The Red Cross and Red Crescent Movement is one of the most prominent and recognized organizations in the world. It is a humanitarian movement boasting overs 97 million volunteers, staff and members worldwide. The organization was founded on three main reasons that form its objectives and mission in its operations. Namely:
- To protect human life and health
- To ensure respect for all human beings
- To prevent and alleviate human suffering
The following is an analysis of the organizational culture of the Red Cross and Red Crescent Movement. This analysis will employ the use of the typologies of culture to fit our understanding of the organization’s culture into a theoretical construct and this will be a way for us to label what we observe.
Hofstede’s Dimensions of Value
Individualism vs.

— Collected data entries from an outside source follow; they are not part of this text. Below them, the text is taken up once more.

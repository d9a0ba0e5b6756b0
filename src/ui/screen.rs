use ratatui::{
    buffer::Buffer,
    layout::{Alignment, Constraint, Direction, Layout, Rect},
    style::Style,
    symbols::Marker,
    text::{Line, Span},
    widgets::{Axis, Chart, Dataset, GraphType, Paragraph, Widget, Wrap},
};
use unicode_width::UnicodeWidthStr;

use super::charting::{axis_labels, compute_chart_params, format_label};
use super::{prompt_spans, Styles, HORIZONTAL_MARGIN, VERTICAL_MARGIN};
use crate::app::{App, AppState};

/// A UI screen boundary: renders one [`AppState`]
pub trait Screen {
    fn render(&self, app: &App, area: Rect, buf: &mut Buffer);

    /// Key hints shown at the bottom
    fn legend(&self) -> &'static str;
}

pub struct MenuScreen;

impl Screen for MenuScreen {
    fn render(&self, app: &App, area: Rect, buf: &mut Buffer) {
        let styles = Styles::default();
        let chunks = Layout::default()
            .direction(Direction::Vertical)
            .horizontal_margin(HORIZONTAL_MARGIN)
            .constraints([
                Constraint::Percentage(35),
                Constraint::Length(2),
                Constraint::Length(2),
                Constraint::Length(2),
                Constraint::Min(0),
                Constraint::Length(1),
            ])
            .split(area);

        Paragraph::new(Span::styled("keyrate", styles.title))
            .alignment(Alignment::Center)
            .render(chunks[1], buf);

        Paragraph::new(Line::from(vec![
            Span::styled("< ", styles.dim_bold),
            Span::styled(app.selected_category().to_string(), styles.green_bold),
            Span::styled(" >", styles.dim_bold),
        ]))
        .alignment(Alignment::Center)
        .render(chunks[2], buf);

        if let Some(notice) = &app.notice {
            Paragraph::new(Span::styled(notice.clone(), styles.red_bold))
                .alignment(Alignment::Center)
                .wrap(Wrap { trim: true })
                .render(chunks[3], buf);
        }

        Paragraph::new(Span::styled(self.legend(), styles.italic))
            .alignment(Alignment::Center)
            .render(chunks[5], buf);
    }

    fn legend(&self) -> &'static str {
        "(enter) start / (←→) category / (esc) quit"
    }
}

pub struct TypingScreen;

impl Screen for TypingScreen {
    fn render(&self, app: &App, area: Rect, buf: &mut Buffer) {
        let styles = Styles::default();
        let target = app.session.target();
        let max_chars_per_line = area.width.saturating_sub(HORIZONTAL_MARGIN * 2).max(1);
        let prompt_lines = if target.width() <= max_chars_per_line as usize {
            1
        } else {
            ((target.width() as f64 / max_chars_per_line as f64).ceil() + 1.0) as u16
        };
        let padding = area.height.saturating_sub(prompt_lines + 4) / 2;

        let chunks = Layout::default()
            .direction(Direction::Vertical)
            .horizontal_margin(HORIZONTAL_MARGIN)
            .constraints([
                Constraint::Length(padding),
                Constraint::Length(2),
                Constraint::Length(prompt_lines),
                Constraint::Length(2),
                Constraint::Min(0),
                Constraint::Length(1),
            ])
            .split(area);

        let live = app.live;
        Paragraph::new(Span::styled(
            format!(
                "{:.0} wpm   {:.0}% acc   {:.1}s",
                live.wpm,
                live.accuracy,
                app.session.elapsed()
            ),
            styles.dim_bold,
        ))
        .alignment(Alignment::Center)
        .render(chunks[1], buf);

        Paragraph::new(Line::from(prompt_spans(target, app.session.buffer(), &styles)))
            .alignment(if prompt_lines == 1 {
                Alignment::Center
            } else {
                Alignment::Left
            })
            .wrap(Wrap { trim: true })
            .render(chunks[2], buf);

        let footer = match &app.notice {
            Some(notice) => Span::styled(notice.clone(), styles.red_bold),
            None => Span::styled(
                app.session
                    .text()
                    .map(|t| t.attribution.clone())
                    .unwrap_or_default(),
                styles.italic,
            ),
        };
        Paragraph::new(footer)
            .alignment(Alignment::Right)
            .render(chunks[3], buf);

        Paragraph::new(Span::styled(self.legend(), styles.italic)).render(chunks[5], buf);
    }

    fn legend(&self) -> &'static str {
        "(tab) new text / (ctrl+w) delete word / (esc) menu"
    }
}

pub struct ResultsScreen;

impl Screen for ResultsScreen {
    fn render(&self, app: &App, area: Rect, buf: &mut Buffer) {
        let styles = Styles::default();
        let Some(result) = app.session.result() else {
            return;
        };

        let chunks = Layout::default()
            .direction(Direction::Vertical)
            .horizontal_margin(HORIZONTAL_MARGIN)
            .vertical_margin(VERTICAL_MARGIN)
            .constraints([
                Constraint::Min(1),    // chart
                Constraint::Length(1), // headline stats
                Constraint::Length(1), // counts
                Constraint::Length(1), // attribution
                Constraint::Length(1), // padding
                Constraint::Length(1), // legend
            ])
            .split(area);

        let graph = &result.graph;
        let params = compute_chart_params(graph);
        let wpm: Vec<(f64, f64)> = graph.points.iter().map(|p| p.wpm_coord()).collect();
        let raw: Vec<(f64, f64)> = graph.points.iter().map(|p| p.raw_coord()).collect();
        let errors: Vec<(f64, f64)> = graph.markers.iter().map(|&m| m.into()).collect();

        let datasets = vec![
            Dataset::default()
                .name("raw")
                .marker(Marker::Braille)
                .style(styles.raw_line)
                .graph_type(GraphType::Line)
                .data(&raw),
            Dataset::default()
                .name("wpm")
                .marker(Marker::Braille)
                .style(styles.wpm_line)
                .graph_type(GraphType::Line)
                .data(&wpm),
            Dataset::default()
                .name("errors")
                .marker(Marker::Dot)
                .style(styles.red_bold)
                .graph_type(GraphType::Scatter)
                .data(&errors),
        ];

        let x_min = if params.x_max > 1.0 { 1.0 } else { 0.0 };

        Chart::new(datasets)
            .x_axis(
                Axis::default()
                    .title("seconds")
                    .bounds([x_min, params.x_max])
                    .labels(labels(x_min, params.x_max, params.x_step, styles.bold)),
            )
            .y_axis(
                Axis::default()
                    .title("wpm")
                    .bounds([0.0, params.y_max])
                    .labels(labels(0.0, params.y_max, params.y_step, styles.bold)),
            )
            .render(chunks[0], buf);

        let stats = result.stats;
        Paragraph::new(Span::styled(
            format!(
                "{:.0} wpm   {:.0} raw   {:.0}% acc   {:.1}s",
                stats.wpm, stats.raw_wpm, stats.accuracy, stats.time
            ),
            styles.bold,
        ))
        .alignment(Alignment::Center)
        .render(chunks[1], buf);

        Paragraph::new(Span::styled(
            format!(
                "{} correct   {} incorrect   {} best streak",
                stats.correct_chars, stats.incorrect_chars, stats.best_streak
            ),
            styles.dim_bold,
        ))
        .alignment(Alignment::Center)
        .render(chunks[2], buf);

        if let Some(text) = app.session.text().filter(|t| !t.attribution.is_empty()) {
            Paragraph::new(Span::styled(format!("- {}", text.attribution), styles.italic))
                .alignment(Alignment::Center)
                .render(chunks[3], buf);
        }

        Paragraph::new(Span::styled(self.legend(), styles.italic)).render(chunks[5], buf);
    }

    fn legend(&self) -> &'static str {
        "(enter) next / (esc) menu"
    }
}

fn labels(min: f64, max: f64, step: f64, style: Style) -> Vec<Span<'static>> {
    axis_labels(min, max, step)
        .into_iter()
        .map(|v| Span::styled(format_label(v), style))
        .collect()
}

/// Helper to construct the appropriate screen for the current state
pub fn current_screen(state: &AppState) -> Box<dyn Screen> {
    match state {
        AppState::Menu => Box::new(MenuScreen),
        AppState::Typing => Box::new(TypingScreen),
        AppState::Results => Box::new(ResultsScreen),
    }
}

Collectivism
While individualism points to a preferred state of the society where every individual is expected to take care of themselves and their immediate family, collectivism points to a much more closely interwoven society where society is expected to take care of each other with the ultimate reward and payback being an unquestionable loyalty (Schein, 2010). This concept addresses the manner and level to which human interdependence is tolerated within a society.
Collectivism is the fundamental building block and material of the Red Cross and Red Crescent Movement. This is because the objectives, mission and vision of the movement if to ensure respect for all human beings, while protecting human life and health through preventing and alleviating human suffering. In essence, the movement embodies collectivism in every aspects of its operations. (Borda, 2010)

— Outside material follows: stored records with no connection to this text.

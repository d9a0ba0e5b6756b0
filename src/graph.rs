//! Results graph: per-second WPM and raw samples over trailing windows,
//! smoothed for display, with error markers pinned to the WPM line.
//!
//! Smoothing is presentation only. Nothing here feeds back into [`Stats`].

use std::cmp::Ordering;

use serde::Serialize;
use tracing::debug;

use crate::stats::{uniform_arrival, Stats};
use crate::time_series::{ErrorMarker, GraphPoint};
use crate::timeline::FrozenTimeline;
use crate::util::{chars_to_wpm, trailing_mean};

pub const GRAPH_INTERVAL_SECS: f64 = 1.0;
/// Net WPM counts correct characters over this trailing window
pub const WPM_WINDOW_SECS: f64 = 2.0;
/// Raw speed counts every character over this trailing window
pub const RAW_WINDOW_SECS: f64 = 0.5;
/// Number of ticks (including the current one) averaged per point
pub const SMOOTHING_TICKS: usize = 10;

#[derive(Debug, Clone, Default, PartialEq, Serialize)]
pub struct Graph {
    pub points: Vec<GraphPoint>,
    pub markers: Vec<ErrorMarker>,
    /// True when the points were built from timings estimated from the
    /// aggregate stats because no timeline was recorded
    pub synthetic: bool,
}

impl Graph {
    pub fn is_empty(&self) -> bool {
        self.points.is_empty()
    }

    pub fn peak_wpm(&self) -> f64 {
        self.points.iter().map(|p| p.wpm.max(p.raw)).fold(0.0, f64::max)
    }

    pub fn duration(&self) -> f64 {
        self.points.last().map_or(0.0, |p| p.time)
    }
}

#[derive(Debug, Clone, Copy)]
struct Sample {
    elapsed: f64,
    is_correct: bool,
}

/// Build the results graph from a frozen timeline and the final stats.
///
/// When the timeline holds no character timings the samples are synthesized
/// from `stats` with the same uniform spacing the live raw speed uses, so a
/// graph can be drawn from any stats snapshot.
pub fn build_graph(timeline: &FrozenTimeline, stats: &Stats) -> Graph {
    let recorded: Vec<Sample> = timeline
        .char_timings()
        .iter()
        .map(|t| Sample {
            elapsed: t.elapsed,
            is_correct: t.is_correct,
        })
        .collect();

    let synthetic = recorded.is_empty();
    let (samples, duration) = if synthetic {
        debug!(
            correct = stats.correct_chars,
            incorrect = stats.incorrect_chars,
            time = stats.time,
            "no recorded timings, synthesizing graph samples"
        );
        (synthesize(stats), stats.time)
    } else {
        let last = timeline.last_elapsed().unwrap_or(0.0);
        (recorded, stats.time.max(last))
    };

    let errors: Vec<f64> = if timeline.keypresses().is_empty() {
        samples
            .iter()
            .filter(|s| !s.is_correct)
            .map(|s| s.elapsed)
            .collect()
    } else {
        timeline
            .keypresses()
            .iter()
            .filter(|k| !k.is_correct)
            .map(|k| k.elapsed)
            .collect()
    };
    // every error needs a tick to sit on, even when no time has passed
    let duration = if !errors.is_empty() && tick_count(duration) == 0 {
        GRAPH_INTERVAL_SECS
    } else {
        duration
    };
    let points = smooth(sample_ticks(&samples, duration));
    let markers = place_markers(&points, &errors);

    Graph {
        points,
        markers,
        synthetic,
    }
}

/// Number of whole-second ticks covering `duration`
pub fn tick_count(duration: f64) -> usize {
    if duration.is_finite() && duration > 0.0 {
        (duration / GRAPH_INTERVAL_SECS).ceil() as usize
    } else {
        0
    }
}

fn synthesize(stats: &Stats) -> Vec<Sample> {
    let count = stats.correct_chars + stats.incorrect_chars;
    (0..count)
        .map(|i| Sample {
            elapsed: uniform_arrival(i, count, stats.time),
            is_correct: i < stats.correct_chars,
        })
        .collect()
}

fn sample_ticks(samples: &[Sample], duration: f64) -> Vec<GraphPoint> {
    (1..=tick_count(duration))
        .map(|tick| {
            let t = tick as f64 * GRAPH_INTERVAL_SECS;
            let in_window = |s: &&Sample, window: f64| s.elapsed > t - window && s.elapsed <= t;

            let correct = samples
                .iter()
                .filter(|s| in_window(s, WPM_WINDOW_SECS) && s.is_correct)
                .count();
            let all = samples
                .iter()
                .filter(|s| in_window(s, RAW_WINDOW_SECS))
                .count();

            GraphPoint::new(
                t,
                chars_to_wpm(correct as f64, WPM_WINDOW_SECS),
                chars_to_wpm(all as f64, RAW_WINDOW_SECS),
            )
        })
        .collect()
}

fn smooth(points: Vec<GraphPoint>) -> Vec<GraphPoint> {
    let wpm: Vec<f64> = points.iter().map(|p| p.wpm).collect();
    let raw: Vec<f64> = points.iter().map(|p| p.raw).collect();
    let wpm = trailing_mean(&wpm, SMOOTHING_TICKS);
    let raw = trailing_mean(&raw, SMOOTHING_TICKS);

    points
        .iter()
        .zip(wpm.into_iter().zip(raw))
        .map(|(p, (wpm, raw))| GraphPoint::new(p.time, wpm, raw))
        .collect()
}

/// One marker per error, at the closest tick. Ties go to the earlier tick.
fn place_markers(points: &[GraphPoint], errors: &[f64]) -> Vec<ErrorMarker> {
    errors
        .iter()
        .filter_map(|&at| {
            points
                .iter()
                .min_by(|a, b| {
                    (a.time - at)
                        .abs()
                        .partial_cmp(&(b.time - at).abs())
                        .unwrap_or(Ordering::Equal)
                })
                .map(ErrorMarker::from)
        })
        .collect()
}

Large vs. Small Power Distance
Power distance explains the degree to which disparities in power distributions is tolerated by society. This describes and determines the behaviour and character of the more and less powerful within a society (Vinken, Soesters, & Ester, 2004). The Red Cross and Red Crescent Movement favours a small power distance where the less and more powerful individuals in the society are accorded the same treatment and respect. This is essence describes how the organization believes that inequalities in the society should be handled.

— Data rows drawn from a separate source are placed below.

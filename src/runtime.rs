use std::sync::mpsc::{self, Receiver, RecvTimeoutError};
use std::time::Duration;

use crossterm::event::{self, Event as CtEvent, KeyEvent, KeyEventKind};
use tracing::{debug, warn};

/// Default cadence for pumping engine results and refreshing live stats
pub const DEFAULT_TICK_MS: u64 = 100;

/// Unified event type consumed by the app runner
#[derive(Clone, Debug)]
pub enum TermEvent {
    Key(KeyEvent),
    Resize,
    Tick,
}

/// Source of terminal events (keyboard, resize, etc.)
pub trait EventSource: Send + 'static {
    /// Block for up to `timeout` waiting for an event.
    fn recv_timeout(&self, timeout: Duration) -> Result<TermEvent, RecvTimeoutError>;
}

/// Production event source: a reader thread forwarding crossterm events
pub struct CrosstermEventSource {
    rx: Receiver<TermEvent>,
}

impl CrosstermEventSource {
    pub fn new() -> Self {
        let (tx, rx) = mpsc::channel();

        let spawned = std::thread::Builder::new()
            .name("term-events".to_string())
            .spawn(move || loop {
                let forwarded = match event::read() {
                    // key release/repeat reports would double every keystroke
                    Ok(CtEvent::Key(key)) if key.kind == KeyEventKind::Press => {
                        tx.send(TermEvent::Key(key))
                    }
                    Ok(CtEvent::Resize(_, _)) => tx.send(TermEvent::Resize),
                    Ok(_) => Ok(()),
                    Err(e) => {
                        warn!(error = %e, "terminal event reader stopped");
                        break;
                    }
                };
                if forwarded.is_err() {
                    debug!("event receiver gone, stopping reader");
                    break;
                }
            });
        if let Err(e) = spawned {
            warn!(error = %e, "could not start terminal event reader");
        }

        Self { rx }
    }
}

impl Default for CrosstermEventSource {
    fn default() -> Self {
        Self::new()
    }
}

impl EventSource for CrosstermEventSource {
    fn recv_timeout(&self, timeout: Duration) -> Result<TermEvent, RecvTimeoutError> {
        self.rx.recv_timeout(timeout)
    }
}

/// Configurable ticker interface
pub trait Ticker: Send + Sync + 'static {
    fn interval(&self) -> Duration;
}

/// Fixed interval ticker
#[derive(Clone, Copy, Debug)]
pub struct FixedTicker {
    interval: Duration,
}

impl FixedTicker {
    pub fn new(interval: Duration) -> Self {
        Self { interval }
    }

    pub fn from_millis(ms: u64) -> Self {
        Self::new(Duration::from_millis(ms.max(1)))
    }
}

impl Ticker for FixedTicker {
    fn interval(&self) -> Duration {
        self.interval
    }
}

/// Event source fed from a channel, for tests and headless drivers
pub struct TestEventSource {
    rx: Receiver<TermEvent>,
}

impl TestEventSource {
    pub fn new(rx: Receiver<TermEvent>) -> Self {
        Self { rx }
    }
}

impl EventSource for TestEventSource {
    fn recv_timeout(&self, timeout: Duration) -> Result<TermEvent, RecvTimeoutError> {
        self.rx.recv_timeout(timeout)
    }
}

/// Runner that advances the application one event/tick at a time
pub struct Runner<E: EventSource, T: Ticker> {
    event_source: E,
    ticker: T,
}

impl<E: EventSource, T: Ticker> Runner<E, T> {
    pub fn new(event_source: E, ticker: T) -> Self {
        Self {
            event_source,
            ticker,
        }
    }

    /// Blocks up to tick interval and returns the next event, or Tick on timeout
    pub fn step(&self) -> TermEvent {
        match self.event_source.recv_timeout(self.ticker.interval()) {
            Ok(ev) => ev,
            Err(RecvTimeoutError::Timeout) | Err(RecvTimeoutError::Disconnected) => TermEvent::Tick,
        }
    }
}

#[cfg(test)]
mod tests {
    use super::*;
    use crossterm::event::{KeyCode, KeyModifiers};
    use std::sync::mpsc;

    #[test]
    fn step_returns_tick_on_timeout() {
        let (_tx, rx) = mpsc::channel();
        let es = TestEventSource::new(rx);
        let ticker = FixedTicker::new(Duration::from_millis(1));
        let runner = Runner::new(es, ticker);

        match runner.step() {
            TermEvent::Tick => {}
            _ => panic!("expected Tick on timeout"),
        }
    }

    #[test]
    fn step_passes_through_events() {
        let (tx, rx) = mpsc::channel();
        tx.send(TermEvent::Key(KeyEvent::new(
            KeyCode::Char('a'),
            KeyModifiers::NONE,
        )))
        .unwrap();
        let es = TestEventSource::new(rx);
        let runner = Runner::new(es, FixedTicker::new(Duration::from_millis(10)));

        match runner.step() {
            TermEvent::Key(key) => assert_eq!(key.code, KeyCode::Char('a')),
            _ => panic!("expected Key event"),
        }
    }

    #[test]
    fn step_ticks_after_sender_dropped() {
        let (tx, rx) = mpsc::channel();
        drop(tx);
        let runner = Runner::new(TestEventSource::new(rx), FixedTicker::from_millis(0));
        assert!(matches!(runner.step(), TermEvent::Tick));
    }
}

The Red Cross and Red Crescent Movement aim to ensure that all human beings are respected regardless of racial background, nationality or sex. The movement achieves this goal through its operations in the marginalized communities in the world.
Masculinity vs. Femininity
While masculinity represents a society where assertiveness, material success, heroism and achievement are preferred, femininity represents modesty, relationships, quality of life and caring for the weak (Schein, 2010) (Borda, 2010). The Red Cross and Red Crescent Movement embodies femininity in every aspect of the organization’s existence, operations, mission and vision.
The Red Cross and Red Crescent Movement aim to foster a society where modesty is the fundamental drive towards societal behaviour. The organization’s operations are founded on the basic belief that all human beings are naturally good and can come to the aid of the weak and needy to alleviate their pain and suffering. This is what the movement believes will foster the kind of relationships required to ensure that the quality of life in the world is improved.
Long v. Short Term Orientation
The Red Cross and Red Crescent Movement is in every sense seen to be fostering short term orientation in its perceived ideal society. This is because a short term oriented society aims to achieve perseverance and persistence, observing order by instituting a sense of shame and order relationships by status. The Red Cross and Red Crescent Movement believes that this perception of an ideal society is far much better as compared to a long term oriented society where protecting face and personal steadiness are the virtues that define the society. (Borda, 2010)
Borda, A. Z. (2010). International humanitarian law and the International Red Cross and Red Crescent Movement. London: Routledge.
Schein, E. H. (2010). Organizational Culture and Leadership. San Francisco: Jossey-Bass.
Vinken, H., Soesters, J., & Ester, P. (2004). Comparing cultures: Dimensions of culture in a comparative perspective. Leiden: Brill.